Visible from across Jangi, on the Old Hindustan-Tibet Road, is a hamlet called Moorang, the name indicating a place where three water channels meet. Remarkable for the strikingly beautiful mountains surrounding the village, as much for a distinct mud structure crowning a rocky hilltop in the foreground. Silhouetted against the sky and the snowy peaks, it is an antediluvian structure of indeterminate architectural style and age. Known simply as the Pandava Fort, it is supposed to have been built by them during their stay here; it presently houses Ormig Devta, the reigning deity of the village.

Hungary to Kinnaur

Philologist and Orientalist, Csoma de Koros is widely acknowledged as the founder of Tibetology. An interest he stumbled upon while trying to trace the origin of, and establish a connection between, the Magyars and the Uyghurs of Central Asia; believing they shared a nomadic ancestry. In 1820, he sailed for Turkey, Cyprus, and Egypt before joining, at Beirut, a caravan for Baghdad. The Central Asian war forced him to move south towards Peshawar, from where he accompanied French officers Jean-Francois Allard and Jean-Baptiste Ventura to Lahore. He planned to visit Yarkand, using the commercial routes over the Karakoram via Leh, but had to abort plans due to the dangers involved. It was during this period that he met William Moorcroft, a British officer, who presented him a copy of Alphabetum Tibetanum, supposedly the first book on Tibet, an absolute terra incognito, thus far. Hoping, clearly, to discover new sources about the history of ancient Hungarians in there, he decided to learn Tibetan, using Persian as an intermediate language.
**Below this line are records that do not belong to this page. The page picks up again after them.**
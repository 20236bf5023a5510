//! Starting state for the session: a JSON seed file, or built-in demo data.

use std::collections::HashMap;
use std::path::Path;

use anyhow::{Context, Result};
use chrono::{DateTime, Utc};
use daycare_chat::{
    Conversation, DeliveryStatus, LocalUser, Message, MessagingSession, Participant,
    ParticipantRole,
};
use serde::{Deserialize, Serialize};
use tracing::{info, warn};

/// Conversations plus their message logs keyed by conversation id.
#[derive(Debug, Clone, Default, Serialize, Deserialize)]
pub struct SeedData {
    #[serde(default)]
    pub conversations: Vec<Conversation>,
    #[serde(default)]
    pub messages: HashMap<String, Vec<Message>>,
}

impl SeedData {
    pub fn load(path: &Path) -> Result<Self> {
        let text = std::fs::read_to_string(path)
            .with_context(|| format!("failed to read seed file {}", path.display()))?;
        serde_json::from_str(&text)
            .with_context(|| format!("failed to parse seed file {}", path.display()))
    }

    /// The sample inbox for `me`'s side of the marketplace.
    pub fn demo(me: &LocalUser) -> Result<Self> {
        match me.role {
            ParticipantRole::Parent => parent_demo(me),
            ParticipantRole::Provider => provider_demo(me),
        }
    }

    /// Load everything into `session`. Returns the number of conversations seeded.
    pub fn apply(mut self, session: &mut MessagingSession) -> usize {
        let me = session.me().id.clone();
        let count = self.conversations.len();
        for conversation in self.conversations {
            let mut history = self.messages.remove(&conversation.id).unwrap_or_default();
            for msg in &mut history {
                msg.status = seeded_status(msg, &me);
            }
            session.seed(conversation, history);
        }
        for (id, orphaned) in self.messages {
            warn!(conversation = %id, count = orphaned.len(), "seed messages without a conversation");
        }
        info!(conversations = count, "seeded session");
        count
    }
}

fn seeded_status(msg: &Message, me: &str) -> DeliveryStatus {
    match (msg.sender_id == me, msg.read) {
        (true, _) => DeliveryStatus::Acknowledged,
        (false, true) => DeliveryStatus::Read,
        (false, false) => DeliveryStatus::Delivered,
    }
}

fn at(rfc3339: &str) -> Result<DateTime<Utc>> {
    Ok(rfc3339.parse()?)
}

fn message(
    id: &str,
    sender: (&str, &str),
    recipient: &str,
    content: &str,
    timestamp: DateTime<Utc>,
) -> Message {
    Message {
        id: id.to_string(),
        sender_id: sender.0.to_string(),
        sender_name: sender.1.to_string(),
        sender_avatar: None,
        recipient_id: recipient.to_string(),
        content: content.to_string(),
        timestamp,
        read: true,
        attachments: Vec::new(),
        reactions: Vec::new(),
        status: DeliveryStatus::default(),
    }
}

fn conversation(
    participant: Participant,
    last_message: &str,
    last_message_time: DateTime<Utc>,
    unread_count: u32,
) -> Conversation {
    let mut conv = Conversation::with(&participant, last_message_time);
    conv.last_message = last_message.to_string();
    conv.unread_count = unread_count;
    conv
}

fn parent_demo(me: &LocalUser) -> Result<SeedData> {
    let sunshine = ("provider1", "Sunshine Daycare");

    let mut first = conversation(
        Participant {
            id: sunshine.0.into(),
            name: sunshine.1.into(),
            role: ParticipantRole::Provider,
        },
        "Thank you for your inquiry about our program...",
        at("2024-03-15T10:30:00Z")?,
        2,
    );
    first.daycare_name = Some(sunshine.1.into());

    let mut second = conversation(
        Participant {
            id: "provider2".into(),
            name: "Rainbow Kids Center".into(),
            role: ParticipantRole::Provider,
        },
        "Yes, we have availability for that age group...",
        at("2024-03-14T15:45:00Z")?,
        0,
    );
    second.daycare_name = Some("Rainbow Kids Center".into());

    let history = vec![
        message(
            "m1",
            sunshine,
            &me.id,
            "Thank you for your inquiry about our program. We would be happy to schedule a tour for you.",
            at("2024-03-15T10:30:00Z")?,
        ),
        message(
            "m2",
            (me.id.as_str(), me.name.as_str()),
            sunshine.0,
            "That would be great! What times are available next week?",
            at("2024-03-15T10:35:00Z")?,
        ),
    ];

    Ok(SeedData {
        conversations: vec![first, second],
        messages: HashMap::from([(sunshine.0.to_string(), history)]),
    })
}

fn provider_demo(me: &LocalUser) -> Result<SeedData> {
    let john = ("parent1", "John Doe");

    let mut first = conversation(
        Participant {
            id: john.0.into(),
            name: john.1.into(),
            role: ParticipantRole::Parent,
        },
        "Thank you for the update about Emma...",
        at("2024-03-15T10:30:00Z")?,
        2,
    );
    first.child_name = Some("Emma Doe".into());

    let mut second = conversation(
        Participant {
            id: "parent2".into(),
            name: "Sarah Smith".into(),
            role: ParticipantRole::Parent,
        },
        "What time is the parent meeting?",
        at("2024-03-14T15:45:00Z")?,
        0,
    );
    second.child_name = Some("Lucas Smith".into());

    let history = vec![
        message(
            "m1",
            john,
            &me.id,
            "How was Emma today?",
            at("2024-03-15T10:30:00Z")?,
        ),
        message(
            "m2",
            (me.id.as_str(), me.name.as_str()),
            john.0,
            "Emma had a great day! She participated in all activities and ate well during lunch.",
            at("2024-03-15T10:35:00Z")?,
        ),
    ];

    Ok(SeedData {
        conversations: vec![first, second],
        messages: HashMap::from([(john.0.to_string(), history)]),
    })
}
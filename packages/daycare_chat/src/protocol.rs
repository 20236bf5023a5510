//! Wire protocol
//!
//! Every frame is a JSON envelope `{"type": ..., "payload": ...}`. Known
//! types map onto [`ChatEvent`]; anything else is kept as an unknown type so
//! the transport can log and drop it without failing the connection.

use serde::{Deserialize, Serialize};

use crate::model::{Message, Reaction};

/// The event types this client understands.
#[derive(Debug, Clone, Copy, PartialEq, Eq, Hash)]
pub enum EventKind {
    NewMessage,
    MessageRead,
    MessageReaction,
}

impl EventKind {
    pub const ALL: [EventKind; 3] = [
        EventKind::NewMessage,
        EventKind::MessageRead,
        EventKind::MessageReaction,
    ];

    pub fn as_str(self) -> &'static str {
        match self {
            Self::NewMessage => "new_message",
            Self::MessageRead => "message_read",
            Self::MessageReaction => "message_reaction",
        }
    }

    /// Map a wire `type` string; `None` for types this client does not know.
    pub fn from_wire(s: &str) -> Option<Self> {
        Self::ALL.into_iter().find(|k| k.as_str() == s)
    }
}

impl std::fmt::Display for EventKind {
    fn fmt(&self, f: &mut std::fmt::Formatter<'_>) -> std::fmt::Result {
        f.write_str(self.as_str())
    }
}

#[derive(Debug, Clone, PartialEq, Eq, Serialize, Deserialize)]
#[serde(rename_all = "camelCase")]
pub struct ReadReceipt {
    pub message_id: String,
    pub conversation_id: String,
}

#[derive(Debug, Clone, PartialEq, Eq, Serialize, Deserialize)]
#[serde(rename_all = "camelCase")]
pub struct ReactionUpdate {
    pub message_id: String,
    pub conversation_id: String,
    pub reaction: Reaction,
}

/// A decoded event, inbound or outbound.
#[derive(Debug, Clone, PartialEq, Serialize, Deserialize)]
#[serde(tag = "type", content = "payload", rename_all = "snake_case")]
pub enum ChatEvent {
    NewMessage(Message),
    MessageRead(ReadReceipt),
    MessageReaction(ReactionUpdate),
}

impl ChatEvent {
    pub fn kind(&self) -> EventKind {
        match self {
            Self::NewMessage(_) => EventKind::NewMessage,
            Self::MessageRead(_) => EventKind::MessageRead,
            Self::MessageReaction(_) => EventKind::MessageReaction,
        }
    }

    /// Decode a payload whose envelope type has already been resolved.
    pub fn decode(kind: EventKind, payload: serde_json::Value) -> serde_json::Result<Self> {
        Ok(match kind {
            EventKind::NewMessage => Self::NewMessage(serde_json::from_value(payload)?),
            EventKind::MessageRead => Self::MessageRead(serde_json::from_value(payload)?),
            EventKind::MessageReaction => {
                Self::MessageReaction(serde_json::from_value(payload)?)
            }
        })
    }

    /// Serialize into a text frame.
    pub fn to_frame(&self) -> serde_json::Result<String> {
        serde_json::to_string(self)
    }
}

/// Envelope as read off the wire, before the type is resolved.
#[derive(Debug, Clone, Deserialize)]
pub struct RawFrame {
    #[serde(rename = "type")]
    pub kind: String,
    #[serde(default)]
    pub payload: serde_json::Value,
}

impl RawFrame {
    pub fn parse(text: &str) -> serde_json::Result<Self> {
        serde_json::from_str(text)
    }

    pub fn event_kind(&self) -> Option<EventKind> {
        EventKind::from_wire(&self.kind)
    }
}

#[cfg(test)]
mod tests {
    use super::*;

    #[test]
    fn read_receipt_envelope() {
        let text = r#"{"type":"message_read","payload":{"messageId":"m2","conversationId":"provider1"}}"#;
        let event: ChatEvent = serde_json::from_str(text).unwrap();
        assert_eq!(
            event,
            ChatEvent::MessageRead(ReadReceipt {
                message_id: "m2".into(),
                conversation_id: "provider1".into(),
            })
        );
        assert_eq!(event.kind(), EventKind::MessageRead);
    }

    #[test]
    fn reaction_frame_shape() {
        let event = ChatEvent::MessageReaction(ReactionUpdate {
            message_id: "m1".into(),
            conversation_id: "provider1".into(),
            reaction: Reaction {
                emoji: "👍".into(),
                user_id: "user1".into(),
                user_name: "Me".into(),
            },
        });
        let value: serde_json::Value = serde_json::from_str(&event.to_frame().unwrap()).unwrap();
        assert_eq!(value["type"], "message_reaction");
        assert_eq!(value["payload"]["messageId"], "m1");
        assert_eq!(value["payload"]["reaction"]["userId"], "user1");
    }

    #[test]
    fn raw_frame_keeps_unknown_types() {
        let raw = RawFrame::parse(r#"{"type":"typing","payload":{"userId":"u2"}}"#).unwrap();
        assert_eq!(raw.kind, "typing");
        assert!(raw.event_kind().is_none());
    }

    #[test]
    fn raw_frame_rejects_garbage() {
        assert!(RawFrame::parse("not json").is_err());
        assert!(RawFrame::parse(r#"{"payload":{}}"#).is_err());
    }

    #[test]
    fn decode_by_kind() {
        let payload = serde_json::json!({"messageId": "m1", "conversationId": "c1"});
        let event = ChatEvent::decode(EventKind::MessageRead, payload.clone()).unwrap();
        assert!(matches!(event, ChatEvent::MessageRead(_)));
        assert!(ChatEvent::decode(EventKind::NewMessage, payload).is_err());
    }

    #[test]
    fn wire_names() {
        for kind in EventKind::ALL {
            assert_eq!(EventKind::from_wire(kind.as_str()), Some(kind));
        }
    }
}
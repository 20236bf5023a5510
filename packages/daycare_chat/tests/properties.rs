use std::sync::Arc;

use proptest::prelude::*;

use daycare_chat::{
    AttachmentPolicy, ChatEvent, Composer, Conversation, DeliveryStatus, LocalUser, Message,
    MessageStore, MessagingSession, Outbox, Participant, ParticipantRole, Reaction, SendError,
};

struct Discard;

impl Outbox for Discard {
    fn send(&self, _event: &ChatEvent) -> Result<(), SendError> {
        Ok(())
    }
}

fn message(id: usize, from: &str, to: &str) -> Message {
    Message {
        id: format!("m{id}"),
        sender_id: from.to_string(),
        sender_name: from.to_uppercase(),
        sender_avatar: None,
        recipient_id: to.to_string(),
        content: format!("message {id}"),
        timestamp: chrono::Utc::now(),
        read: false,
        attachments: Vec::new(),
        reactions: Vec::new(),
        status: DeliveryStatus::Delivered,
    }
}

fn session() -> MessagingSession {
    let composer = Composer::new(
        LocalUser {
            id: "user1".into(),
            name: "Jane Doe".into(),
            role: ParticipantRole::Parent,
        },
        AttachmentPolicy::default(),
    );
    let mut session = MessagingSession::new(composer, Arc::new(Discard));
    for id in ["provider1", "provider2", "provider3"] {
        session.seed(
            Conversation::with(
                &Participant {
                    id: id.into(),
                    name: id.into(),
                    role: ParticipantRole::Provider,
                },
                chrono::Utc::now(),
            ),
            Vec::new(),
        );
    }
    session
}

fn arb_reaction() -> impl Strategy<Value = Reaction> {
    (
        prop_oneof![Just("👍"), Just("❤️"), Just("😂")],
        prop_oneof![Just("user1"), Just("provider1"), Just("provider2")],
    )
        .prop_map(|(emoji, user)| Reaction {
            emoji: emoji.to_string(),
            user_id: user.to_string(),
            user_name: user.to_uppercase(),
        })
}

proptest! {
    #[test]
    fn toggling_twice_is_identity(
        existing in proptest::collection::vec(arb_reaction(), 0..6),
        reaction in arb_reaction(),
    ) {
        let mut store = MessageStore::new();
        store.append("provider1", message(1, "provider1", "user1"));
        for r in existing {
            store.toggle_reaction("provider1", "m1", r).unwrap();
        }
        let before = store.find("provider1", "m1").unwrap().reactions.clone();

        store.toggle_reaction("provider1", "m1", reaction.clone()).unwrap();
        store.toggle_reaction("provider1", "m1", reaction).unwrap();

        prop_assert_eq!(&store.find("provider1", "m1").unwrap().reactions, &before);
    }

    #[test]
    fn logs_keep_arrival_order(senders in proptest::collection::vec(0usize..3, 1..40)) {
        let mut session = session();
        for (i, sender) in senders.iter().enumerate() {
            let from = format!("provider{}", sender + 1);
            session.apply(&ChatEvent::NewMessage(message(i, &from, "user1")));
        }
        for sender in 0..3 {
            let id = format!("provider{}", sender + 1);
            let expected: Vec<String> = senders
                .iter()
                .enumerate()
                .filter(|(_, s)| **s == sender)
                .map(|(i, _)| format!("m{i}"))
                .collect();
            let actual: Vec<String> = session
                .messages(&id)
                .iter()
                .map(|m| m.id.clone())
                .collect();
            prop_assert_eq!(actual, expected);
        }
    }

    #[test]
    fn unread_counts_only_unselected_arrivals(
        active in 0usize..3,
        senders in proptest::collection::vec(0usize..3, 0..40),
    ) {
        let mut session = session();
        let active_id = format!("provider{}", active + 1);
        session.select(&active_id).unwrap();

        for (i, sender) in senders.iter().enumerate() {
            let from = format!("provider{}", sender + 1);
            session.apply(&ChatEvent::NewMessage(message(i, &from, "user1")));
        }

        for sender in 0..3 {
            let id = format!("provider{}", sender + 1);
            let arrivals = senders.iter().filter(|s| **s == sender).count() as u32;
            let expected = if sender == active { 0 } else { arrivals };
            prop_assert_eq!(session.conversations().get(&id).unwrap().unread_count, expected);
        }

        let others = senders.iter().filter(|s| **s != active).count() as u32;
        prop_assert_eq!(session.conversations().total_unread(), others);
    }
}
use std::collections::HashMap;

use crate::error::StoreError;
use crate::model::{DeliveryStatus, Message, Reaction};

/// Result of a reaction toggle.
#[derive(Debug, Clone, Copy, PartialEq, Eq)]
pub enum Toggle {
    Added,
    Removed,
}

/// Per-conversation message logs.
///
/// Each log keeps arrival order. Entries are never removed or reordered;
/// only `read`, `status` and `reactions` change in place.
#[derive(Debug, Clone, Default)]
pub struct MessageStore {
    logs: HashMap<String, Vec<Message>>,
}

impl MessageStore {
    pub fn new() -> Self {
        Self::default()
    }

    pub fn append(&mut self, conversation_id: &str, message: Message) {
        self.logs
            .entry(conversation_id.to_string())
            .or_default()
            .push(message);
    }

    /// Append a message that carries only attachments. The log treats it
    /// like any other message.
    pub fn append_attachments(&mut self, conversation_id: &str, message: Message) {
        debug_assert!(!message.attachments.is_empty());
        self.append(conversation_id, message);
    }

    pub fn messages(&self, conversation_id: &str) -> &[Message] {
        self.logs
            .get(conversation_id)
            .map(Vec::as_slice)
            .unwrap_or_default()
    }

    pub fn find(&self, conversation_id: &str, message_id: &str) -> Option<&Message> {
        self.messages(conversation_id)
            .iter()
            .find(|m| m.id == message_id)
    }

    pub fn contains(&self, conversation_id: &str, message_id: &str) -> bool {
        self.find(conversation_id, message_id).is_some()
    }

    /// Apply a read receipt.
    pub fn mark_read(&mut self, conversation_id: &str, message_id: &str) -> Result<(), StoreError> {
        let msg = self.get_mut(conversation_id, message_id)?;
        msg.read = true;
        msg.status = DeliveryStatus::Read;
        Ok(())
    }

    /// The server echoed one of our messages back: it has it.
    /// A message that is already read stays read.
    pub fn acknowledge(
        &mut self,
        conversation_id: &str,
        message_id: &str,
    ) -> Result<DeliveryStatus, StoreError> {
        let msg = self.get_mut(conversation_id, message_id)?;
        if matches!(msg.status, DeliveryStatus::Pending | DeliveryStatus::Failed) {
            msg.status = DeliveryStatus::Acknowledged;
        }
        Ok(msg.status)
    }

    pub fn set_status(
        &mut self,
        conversation_id: &str,
        message_id: &str,
        status: DeliveryStatus,
    ) -> Result<(), StoreError> {
        self.get_mut(conversation_id, message_id)?.status = status;
        Ok(())
    }

    /// Add `reaction` if its `(user, emoji)` pair is absent, remove it otherwise.
    pub fn toggle_reaction(
        &mut self,
        conversation_id: &str,
        message_id: &str,
        reaction: Reaction,
    ) -> Result<Toggle, StoreError> {
        let msg = self.get_mut(conversation_id, message_id)?;
        match msg.reactions.iter().position(|r| r.same_toggle(&reaction)) {
            Some(idx) => {
                msg.reactions.remove(idx);
                Ok(Toggle::Removed)
            }
            None => {
                msg.reactions.push(reaction);
                Ok(Toggle::Added)
            }
        }
    }

    pub fn conversation_ids(&self) -> impl Iterator<Item = &str> {
        self.logs.keys().map(String::as_str)
    }

    fn get_mut(&mut self, conversation_id: &str, message_id: &str) -> Result<&mut Message, StoreError> {
        self.logs
            .get_mut(conversation_id)
            .and_then(|log| log.iter_mut().find(|m| m.id == message_id))
            .ok_or_else(|| StoreError::UnknownMessage {
                conversation_id: conversation_id.to_string(),
                message_id: message_id.to_string(),
            })
    }
}

#[cfg(test)]
mod tests {
    use super::*;
    use crate::model::{Attachment, AttachmentKind};

    fn msg(id: &str, at: &str) -> Message {
        Message {
            id: id.into(),
            sender_id: "provider1".into(),
            sender_name: "Sunshine Daycare".into(),
            sender_avatar: None,
            recipient_id: "user1".into(),
            content: format!("body of {id}"),
            timestamp: at.parse().unwrap(),
            read: false,
            attachments: Vec::new(),
            reactions: Vec::new(),
            status: DeliveryStatus::Delivered,
        }
    }

    fn thumbs_up(user: &str) -> Reaction {
        Reaction {
            emoji: "👍".into(),
            user_id: user.into(),
            user_name: user.to_uppercase(),
        }
    }

    #[test]
    fn append_keeps_arrival_order() {
        let mut store = MessageStore::new();
        store.append("c1", msg("m1", "2024-03-15T10:35:00Z"));
        store.append("c1", msg("m2", "2024-03-15T10:30:00Z"));
        let ids: Vec<&str> = store.messages("c1").iter().map(|m| m.id.as_str()).collect();
        assert_eq!(ids, vec!["m1", "m2"]);
    }

    #[test]
    fn unknown_conversation_is_empty() {
        let store = MessageStore::new();
        assert!(store.messages("nope").is_empty());
    }

    #[test]
    fn mark_read_sets_flag_and_status() {
        let mut store = MessageStore::new();
        store.append("c1", msg("m1", "2024-03-15T10:30:00Z"));
        store.mark_read("c1", "m1").unwrap();
        let m = store.find("c1", "m1").unwrap();
        assert!(m.read);
        assert_eq!(m.status, DeliveryStatus::Read);
    }

    #[test]
    fn mark_read_unknown_is_error_without_mutation() {
        let mut store = MessageStore::new();
        store.append("c1", msg("m1", "2024-03-15T10:30:00Z"));
        let before = store.clone();
        assert!(matches!(
            store.mark_read("c1", "zzz"),
            Err(StoreError::UnknownMessage { .. })
        ));
        assert!(store.mark_read("c2", "m1").is_err());
        assert_eq!(store.messages("c1"), before.messages("c1"));
    }

    #[test]
    fn toggle_twice_restores_original() {
        let mut store = MessageStore::new();
        store.append("c1", msg("m1", "2024-03-15T10:30:00Z"));
        store
            .toggle_reaction("c1", "m1", thumbs_up("u2"))
            .unwrap();
        let original = store.find("c1", "m1").unwrap().reactions.clone();

        assert_eq!(
            store.toggle_reaction("c1", "m1", thumbs_up("u1")).unwrap(),
            Toggle::Added
        );
        assert_eq!(
            store.toggle_reaction("c1", "m1", thumbs_up("u1")).unwrap(),
            Toggle::Removed
        );
        assert_eq!(store.find("c1", "m1").unwrap().reactions, original);
    }

    #[test]
    fn toggle_matches_on_user_and_emoji_only() {
        let mut store = MessageStore::new();
        store.append("c1", msg("m1", "2024-03-15T10:30:00Z"));
        store.toggle_reaction("c1", "m1", thumbs_up("u1")).unwrap();
        let renamed = Reaction {
            user_name: "someone else".into(),
            ..thumbs_up("u1")
        };
        assert_eq!(
            store.toggle_reaction("c1", "m1", renamed).unwrap(),
            Toggle::Removed
        );
        let heart = Reaction {
            emoji: "❤️".into(),
            ..thumbs_up("u1")
        };
        store.toggle_reaction("c1", "m1", heart).unwrap();
        store.toggle_reaction("c1", "m1", thumbs_up("u1")).unwrap();
        assert_eq!(store.find("c1", "m1").unwrap().reactions.len(), 2);
    }

    #[test]
    fn acknowledge_moves_pending_forward_only() {
        let mut store = MessageStore::new();
        let mut pending = msg("m1", "2024-03-15T10:30:00Z");
        pending.status = DeliveryStatus::Pending;
        store.append("c1", pending);
        assert_eq!(
            store.acknowledge("c1", "m1").unwrap(),
            DeliveryStatus::Acknowledged
        );

        store.mark_read("c1", "m1").unwrap();
        assert_eq!(store.acknowledge("c1", "m1").unwrap(), DeliveryStatus::Read);
    }

    #[test]
    fn attachment_only_messages_append() {
        let mut store = MessageStore::new();
        let mut m = msg("m1", "2024-03-15T10:30:00Z");
        m.content.clear();
        m.attachments.push(Attachment {
            id: "a1".into(),
            kind: AttachmentKind::Image,
            url: "blob:1".into(),
            name: "art.png".into(),
        });
        store.append_attachments("c1", m);
        assert_eq!(store.messages("c1").len(), 1);
        assert_eq!(store.messages("c1")[0].content, "");
    }
}
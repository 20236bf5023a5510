//! Scoped subscriptions.
//!
//! A [`Binding`] subscribes a consumer's handler set for as long as the
//! binding lives and removes exactly those subscriptions when dropped.

use std::sync::Arc;

use daycare_chat::{ChatEvent, EventKind, SendError};

use crate::transport::{EventHandler, Transport};

/// Declared `(kind, handler)` pairs, in declaration order.
#[derive(Clone, Default)]
pub struct Handlers {
    pairs: Vec<(EventKind, EventHandler)>,
}

impl Handlers {
    pub fn new() -> Self {
        Self::default()
    }

    pub fn on<F>(self, kind: EventKind, handler: F) -> Self
    where
        F: Fn(&ChatEvent) + Send + Sync + 'static,
    {
        self.with(kind, Arc::new(handler))
    }

    /// Add an already shared handler, keeping its identity.
    pub fn with(mut self, kind: EventKind, handler: EventHandler) -> Self {
        self.pairs.push((kind, handler));
        self
    }

    pub fn len(&self) -> usize {
        self.pairs.len()
    }

    pub fn is_empty(&self) -> bool {
        self.pairs.is_empty()
    }
}

impl std::fmt::Debug for Handlers {
    fn fmt(&self, f: &mut std::fmt::Formatter<'_>) -> std::fmt::Result {
        f.debug_list()
            .entries(self.pairs.iter().map(|(kind, _)| kind))
            .finish()
    }
}

/// Subscriptions held for the binding's lifetime.
///
/// The transport keeps one subscription per `(kind, handler)` pair, matched by
/// `Arc` identity. Two bindings declaring the same `Arc` for the same kind
/// share that subscription, and dropping either one removes it. Give each
/// binding its own handler (for example via [`Handlers::on`]) when their
/// lifetimes differ.
#[derive(Debug)]
pub struct Binding {
    transport: Transport,
    bound: Handlers,
}

impl Transport {
    /// Connect (if needed) and subscribe every handler in `handlers`.
    pub fn bind(&self, handlers: Handlers) -> Binding {
        self.connect();
        for (kind, handler) in &handlers.pairs {
            self.subscribe(*kind, handler.clone());
        }
        Binding {
            transport: self.clone(),
            bound: handlers,
        }
    }
}

impl Binding {
    pub fn send_message(&self, event: &ChatEvent) -> Result<(), SendError> {
        self.transport.send(event)
    }

    /// Swap the handler set: old pairs out, new pairs in.
    pub fn rebind(&mut self, handlers: Handlers) {
        self.release();
        for (kind, handler) in &handlers.pairs {
            self.transport.subscribe(*kind, handler.clone());
        }
        self.bound = handlers;
    }

    pub fn transport(&self) -> &Transport {
        &self.transport
    }

    fn release(&mut self) {
        for (kind, handler) in self.bound.pairs.drain(..) {
            self.transport.unsubscribe(kind, &handler);
        }
    }
}

impl Drop for Binding {
    fn drop(&mut self) {
        self.release();
    }
}
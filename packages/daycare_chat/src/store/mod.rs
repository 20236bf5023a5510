//! In-memory conversation list and message logs.
//!
//! Both stores are plain owned values mutated through `&mut self`; callers
//! that share them across tasks wrap the owning session in a mutex.

mod conversations;
mod messages;

pub use conversations::{ConversationFilter, ConversationStore, ReadFilter};
pub use messages::{MessageStore, Toggle};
Csoma would spend the rest of his life involved in one way or the other in Tibetan studies. In 1825 the government of India granted him a modest monthly stipend of fifty rupees, and in return he promised to produce a dictionary, grammar, and short accounts of Tibetan literature and history. While in Zanskar, he amassed a huge collection of Tibetan manuscripts, retiring with them to a cottage in the village of Kanum on the Sutlej River in Upper Bashahr from 1827 to 1830. He spent those years under extreme privation while immersed in the study of the Tibetan language under the tutelage of Lama Sans-rgyas-phun-tshogs. It was here, in an almost-forgotten hamlet in Kinnaur, that the first ever Tibetan-English dictionary, comprising over thirty thousand words, was compiled by Alexander Csoma de Koros, an accidental student of the subject.